-- Opening Marker --
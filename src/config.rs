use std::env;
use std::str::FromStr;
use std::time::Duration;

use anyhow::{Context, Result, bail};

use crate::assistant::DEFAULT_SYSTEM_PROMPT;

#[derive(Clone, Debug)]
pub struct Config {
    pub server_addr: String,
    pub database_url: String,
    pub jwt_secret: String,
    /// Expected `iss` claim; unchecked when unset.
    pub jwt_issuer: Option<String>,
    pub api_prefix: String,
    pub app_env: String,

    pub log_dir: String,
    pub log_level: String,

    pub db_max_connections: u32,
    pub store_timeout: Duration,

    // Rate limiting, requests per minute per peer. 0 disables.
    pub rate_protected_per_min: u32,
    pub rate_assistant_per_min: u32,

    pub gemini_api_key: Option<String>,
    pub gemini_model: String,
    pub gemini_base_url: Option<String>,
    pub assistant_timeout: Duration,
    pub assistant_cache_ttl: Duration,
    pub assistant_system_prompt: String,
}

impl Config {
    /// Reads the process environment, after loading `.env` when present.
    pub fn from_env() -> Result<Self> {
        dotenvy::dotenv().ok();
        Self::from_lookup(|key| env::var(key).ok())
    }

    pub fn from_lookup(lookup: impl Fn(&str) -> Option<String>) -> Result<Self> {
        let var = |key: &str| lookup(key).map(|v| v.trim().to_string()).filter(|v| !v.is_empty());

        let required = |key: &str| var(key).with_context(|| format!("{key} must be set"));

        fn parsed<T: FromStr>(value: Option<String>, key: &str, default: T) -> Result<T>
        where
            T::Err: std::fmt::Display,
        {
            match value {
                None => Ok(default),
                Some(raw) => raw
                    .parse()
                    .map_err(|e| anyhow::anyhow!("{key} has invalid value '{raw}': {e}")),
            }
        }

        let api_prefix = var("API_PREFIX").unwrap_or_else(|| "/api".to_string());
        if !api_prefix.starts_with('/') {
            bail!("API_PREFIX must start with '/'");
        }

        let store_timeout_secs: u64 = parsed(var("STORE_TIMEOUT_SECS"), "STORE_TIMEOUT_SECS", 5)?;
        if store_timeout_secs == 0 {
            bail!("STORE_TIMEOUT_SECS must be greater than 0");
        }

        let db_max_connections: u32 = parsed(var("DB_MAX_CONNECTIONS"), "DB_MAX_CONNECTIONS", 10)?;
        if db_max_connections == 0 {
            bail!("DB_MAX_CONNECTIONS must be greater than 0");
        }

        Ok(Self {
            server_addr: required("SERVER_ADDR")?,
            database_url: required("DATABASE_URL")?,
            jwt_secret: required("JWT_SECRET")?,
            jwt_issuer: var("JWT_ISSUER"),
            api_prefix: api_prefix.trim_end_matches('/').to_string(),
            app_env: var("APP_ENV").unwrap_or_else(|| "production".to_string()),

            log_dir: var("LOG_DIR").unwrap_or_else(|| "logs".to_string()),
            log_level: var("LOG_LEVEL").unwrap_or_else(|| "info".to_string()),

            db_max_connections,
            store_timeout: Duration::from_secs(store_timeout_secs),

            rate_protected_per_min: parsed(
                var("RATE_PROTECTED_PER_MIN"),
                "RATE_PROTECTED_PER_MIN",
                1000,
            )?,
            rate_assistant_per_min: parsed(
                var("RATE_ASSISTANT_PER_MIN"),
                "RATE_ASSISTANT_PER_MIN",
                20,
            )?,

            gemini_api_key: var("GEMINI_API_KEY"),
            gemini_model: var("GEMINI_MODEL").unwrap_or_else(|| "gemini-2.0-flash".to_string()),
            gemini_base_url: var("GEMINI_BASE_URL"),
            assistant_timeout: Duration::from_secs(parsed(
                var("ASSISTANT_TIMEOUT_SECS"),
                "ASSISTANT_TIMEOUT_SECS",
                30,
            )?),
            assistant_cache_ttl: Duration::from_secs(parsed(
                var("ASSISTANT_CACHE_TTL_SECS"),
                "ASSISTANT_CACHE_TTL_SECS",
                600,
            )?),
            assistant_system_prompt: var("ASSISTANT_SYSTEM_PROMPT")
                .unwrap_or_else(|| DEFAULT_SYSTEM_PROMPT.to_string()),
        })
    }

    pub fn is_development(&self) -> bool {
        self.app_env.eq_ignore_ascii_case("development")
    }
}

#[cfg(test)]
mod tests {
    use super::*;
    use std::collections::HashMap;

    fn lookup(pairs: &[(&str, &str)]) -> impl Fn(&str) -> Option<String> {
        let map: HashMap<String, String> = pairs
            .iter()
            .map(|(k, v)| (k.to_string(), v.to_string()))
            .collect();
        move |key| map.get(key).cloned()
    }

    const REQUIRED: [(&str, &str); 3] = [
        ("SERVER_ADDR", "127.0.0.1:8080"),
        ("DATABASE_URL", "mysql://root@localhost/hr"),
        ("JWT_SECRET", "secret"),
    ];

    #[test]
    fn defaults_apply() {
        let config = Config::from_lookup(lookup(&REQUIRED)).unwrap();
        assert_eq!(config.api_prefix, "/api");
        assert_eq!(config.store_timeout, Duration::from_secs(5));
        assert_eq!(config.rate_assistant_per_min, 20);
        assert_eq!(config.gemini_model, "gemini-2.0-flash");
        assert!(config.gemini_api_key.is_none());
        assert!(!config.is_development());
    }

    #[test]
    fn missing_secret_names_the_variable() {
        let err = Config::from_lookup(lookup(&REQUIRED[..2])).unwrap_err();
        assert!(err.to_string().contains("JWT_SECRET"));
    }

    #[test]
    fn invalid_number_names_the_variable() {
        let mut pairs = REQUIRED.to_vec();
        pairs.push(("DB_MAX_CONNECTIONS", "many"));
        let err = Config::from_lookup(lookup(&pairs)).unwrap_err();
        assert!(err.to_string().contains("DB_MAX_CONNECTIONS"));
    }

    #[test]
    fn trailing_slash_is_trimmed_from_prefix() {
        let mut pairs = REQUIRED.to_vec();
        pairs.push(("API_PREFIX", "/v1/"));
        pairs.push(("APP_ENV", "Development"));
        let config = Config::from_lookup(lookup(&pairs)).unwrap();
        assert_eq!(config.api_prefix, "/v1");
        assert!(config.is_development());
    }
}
-- Closing Marker --
• **WHAT TO DO**:
Please print exactly what appears from the first line of the data through the line with "pub fn from_env()", including both of those lines and nothing past them.

• **ANSWER SPACE**:
filename src/config.rs
use std::env;
use std::str::FromStr;
use std::time::Duration;

use anyhow::{Context, Result, bail};

use crate::assistant::DEFAULT_SYSTEM_PROMPT;

#[derive(Clone, Debug)]
pub struct Config {
    pub server_addr: String,
    pub database_url: String,
    pub jwt_secret: String,
    /// Expected `iss` claim; unchecked when unset.
    pub jwt_issuer: Option<String>,
    pub api_prefix: String,
    pub app_env: String,

    pub log_dir: String,
    pub log_level: String,

    pub db_max_connections: u32,
    pub store_timeout: Duration,

    // Rate limiting, requests per minute per peer. 0 disables.
    pub rate_protected_per_min: u32,
    pub rate_assistant_per_min: u32,

    pub gemini_api_key: Option<String>,
    pub gemini_model: String,
    pub gemini_base_url: Option<String>,
    pub assistant_timeout: Duration,
    pub assistant_cache_ttl: Duration,
    pub assistant_system_prompt: String,
}

impl Config {
    /// Reads the process environment, after loading `.env` when present.
    pub fn from_env() -> Result<Self> {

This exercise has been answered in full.